I don't think it would be possible.

edit: I'm assuming you mean a 3-siamese cube, like the one Thrawst has


----------



## qqwref (Apr 5, 2009)

Someone should make a Fused void cube. It would be as simple as putting one cube 'inside' the other, no modding required at all. (Okamoto did it with his version of void cube which has bigger holes, but the perfectly proportioned void cube would look cool too IMO.)


----------



## Unknown.soul (Apr 5, 2009)

You can fuse one corner to another, but where's the fun in that?


----------



## qqwref (Apr 5, 2009)

Nah, it's the void version of the Fused Cube (two 3x3s connected by a 2x2x2 block). It would be an interesting shape.


----------



## Unknown.soul (Apr 5, 2009)

Yes, I do know what you mean (proportional Linking Void), but I was answering the OP's question.


----------



## Robert-Y (Apr 5, 2009)

Hmm... sorry if this is too off-topic but what about a void 4x4x4 with some way of holding the edges together when doing double layer turns?


----------



## Ellis (Apr 5, 2009)

Robert-Y said:


> Hmm... sorry if this is too off-topic but what about a void 4x4x4 with some way of holding the edges together when doing double layer turns?



lol?


----------



## qqwref (Apr 5, 2009)

You can't make a void 4x4, sorry.
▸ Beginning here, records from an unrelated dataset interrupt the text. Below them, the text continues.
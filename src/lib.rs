pub mod components;
pub mod config;
pub mod error;
pub mod utils;
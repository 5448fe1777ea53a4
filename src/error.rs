use miette::{Diagnostic, Result};
use thiserror::Error;

/// Main error type for the organiser
#[derive(Debug, Error, Diagnostic)]
pub enum Error {
    #[error("{0}")]
    #[diagnostic(code(organiser::validation))]
    Validation(String),

    #[error("{0}")]
    #[diagnostic(code(organiser::load_failed))]
    LoadFailed(String),

    #[error("{0}")]
    #[diagnostic(code(organiser::create_failed))]
    CreateFailed(String),

    #[error("{0}")]
    #[diagnostic(code(organiser::update_failed))]
    UpdateFailed(String),

    #[error("{0}")]
    #[diagnostic(code(organiser::delete_failed))]
    DeleteFailed(String),

    #[error("Discarded stale response: {0}")]
    #[diagnostic(code(organiser::stale))]
    Stale(String),

    #[error("{0}")]
    #[diagnostic(code(organiser::in_flight))]
    InFlight(String),

    #[error("Organiser service error: {0}")]
    #[diagnostic(code(organiser::remote))]
    Remote(String),

    #[error("Environment error: {0}")]
    #[diagnostic(code(organiser::environment))]
    Environment(String),

    #[error("Configuration error: {0}")]
    #[diagnostic(code(organiser::config))]
    Config(String),

    #[error("Component error: {0}")]
    #[diagnostic(code(organiser::component))]
    Component(String),

    #[error(transparent)]
    #[diagnostic(code(organiser::io))]
    Io(#[from] std::io::Error),

    #[error("Serialization error: {0}")]
    #[diagnostic(code(organiser::serialization))]
    Serialization(String),

    #[error("Other error: {0}")]
    #[diagnostic(code(organiser::other))]
    Other(String),
}

impl From<toml::de::Error> for Error {
    fn from(err: toml::de::Error) -> Self {
        Error::Serialization(err.to_string())
    }
}

impl From<serde_json::Error> for Error {
    fn from(err: serde_json::Error) -> Self {
        Error::Serialization(err.to_string())
    }
}

impl Error {
    /// Whether the failure was caught locally before any request went out
    pub fn is_local(&self) -> bool {
        matches!(self, Error::Validation(_) | Error::InFlight(_))
    }
}

/// Type alias for Result with our Error type
pub type OrganiserResult<T> = Result<T, Error>;

/// Helper to create environment errors
pub fn env_error(var: &str) -> Error {
    Error::Environment(format!("Missing environment variable: {}", var))
}

/// Helper to create configuration errors
pub fn config_error(message: &str) -> Error {
    Error::Config(message.to_string())
}

/// Helper to create component errors
pub fn component_error(message: &str) -> Error {
    Error::Component(message.to_string())
}

/// Helper to create organiser service errors
pub fn remote_error(message: &str) -> Error {
    Error::Remote(message.to_string())
}
use crate::error::{Error, OrganiserResult};
use crate::utils::time::{serde_date, serde_time};
use chrono::{NaiveDate, NaiveTime};
use serde::{Deserialize, Deserializer, Serialize};
use std::fmt;

/// Message shown when a draft misses a required field
pub const MISSING_FIELDS_MESSAGE: &str = "Please fill in all required fields";

/// Identifier assigned by the organiser service
#[derive(Debug, Clone, PartialEq, Eq, Hash, PartialOrd, Ord, Serialize)]
#[serde(transparent)]
pub struct EventId(String);

impl EventId {
    pub fn new(id: impl Into<String>) -> Self {
        Self(id.into())
    }

    pub fn as_str(&self) -> &str {
        &self.0
    }
}

impl fmt::Display for EventId {
    fn fmt(&self, f: &mut fmt::Formatter<'_>) -> fmt::Result {
        f.write_str(&self.0)
    }
}

impl From<u64> for EventId {
    fn from(id: u64) -> Self {
        Self(id.to_string())
    }
}

impl From<&str> for EventId {
    fn from(id: &str) -> Self {
        Self(id.to_string())
    }
}

impl<'de> Deserialize<'de> for EventId {
    fn deserialize<D>(deserializer: D) -> Result<Self, D::Error>
    where
        D: Deserializer<'de>,
    {
        // The service hands out integers, but the id stays opaque to us
        #[derive(Deserialize)]
        #[serde(untagged)]
        enum RawId {
            Number(i64),
            Text(String),
        }

        Ok(match RawId::deserialize(deserializer)? {
            RawId::Number(n) => EventId(n.to_string()),
            RawId::Text(s) => EventId(s),
        })
    }
}

/// A scheduled event as returned by the organiser service
#[derive(Debug, Clone, PartialEq, Serialize, Deserialize)]
pub struct Event {
    pub id: EventId,
    pub title: String,
    #[serde(with = "serde_date")]
    pub date: NaiveDate,
    #[serde(with = "serde_time")]
    pub time: NaiveTime,
    /// Display string formatted by the service
    #[serde(default)]
    pub datetime: String,
    #[serde(default, deserialize_with = "empty_as_none")]
    pub description: Option<String>,
}

impl Event {
    /// Key the projection sorts on
    pub fn starts_at(&self) -> (NaiveDate, NaiveTime) {
        (self.date, self.time)
    }

    /// Draft pre-filled from this event, the starting point of an edit
    pub fn to_draft(&self) -> EventDraft {
        EventDraft {
            title: self.title.clone(),
            date: self.date.format(crate::utils::time::DATE_FORMAT).to_string(),
            time: crate::utils::time::format_time(&self.time),
            description: self.description.clone().unwrap_or_default(),
        }
    }
}

fn empty_as_none<'de, D>(deserializer: D) -> Result<Option<String>, D::Error>
where
    D: Deserializer<'de>,
{
    let raw: Option<String> = Option::deserialize(deserializer)?;
    Ok(raw.filter(|s| !s.is_empty()))
}

/// Fields a user submits to create or update an event
#[derive(Debug, Clone, Default, PartialEq, Eq, Hash, Serialize)]
pub struct EventDraft {
    pub title: String,
    pub date: String,
    pub time: String,
    pub description: String,
}

impl EventDraft {
    /// Build a draft from raw form input; title and description are trimmed
    pub fn new(
        title: impl AsRef<str>,
        date: impl Into<String>,
        time: impl Into<String>,
        description: impl AsRef<str>,
    ) -> Self {
        Self {
            title: title.as_ref().trim().to_string(),
            date: date.into(),
            time: time.into(),
            description: description.as_ref().trim().to_string(),
        }
    }

    /// Title, date and time are required
    pub fn validate(&self) -> OrganiserResult<()> {
        if self.title.trim().is_empty() || self.date.is_empty() || self.time.is_empty() {
            return Err(Error::Validation(MISSING_FIELDS_MESSAGE.to_string()));
        }
        Ok(())
    }
}

/// Response body of the list endpoint
#[derive(Debug, Clone, Default, Serialize, Deserialize)]
pub struct EventList {
    pub events: Vec<Event>,
}

/// Response body of the add, update and delete endpoints
#[derive(Debug, Clone, Default, Serialize, Deserialize)]
pub struct MutationResponse {
    pub success: bool,
    #[serde(default, skip_serializing_if = "Option::is_none")]
    pub event: Option<Event>,
    #[serde(default, skip_serializing_if = "Option::is_none")]
    pub message: Option<String>,
}

impl MutationResponse {
    pub fn ok(event: Option<Event>, message: &str) -> Self {
        Self {
            success: true,
            event,
            message: Some(message.to_string()),
        }
    }

    pub fn failed(message: &str) -> Self {
        Self {
            success: false,
            event: None,
            message: Some(message.to_string()),
        }
    }
}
If you do a 45-degree Rw turn the right and left half of the cube are not touching each other.


----------



## Robert-Y (Apr 5, 2009)

But there must be a way!


----------



## Sa967St (Apr 5, 2009)

Robert-Y said:


> But there must be a way!


 if it's an Eastsheen 4x4x4, just take off the centre pieces


----------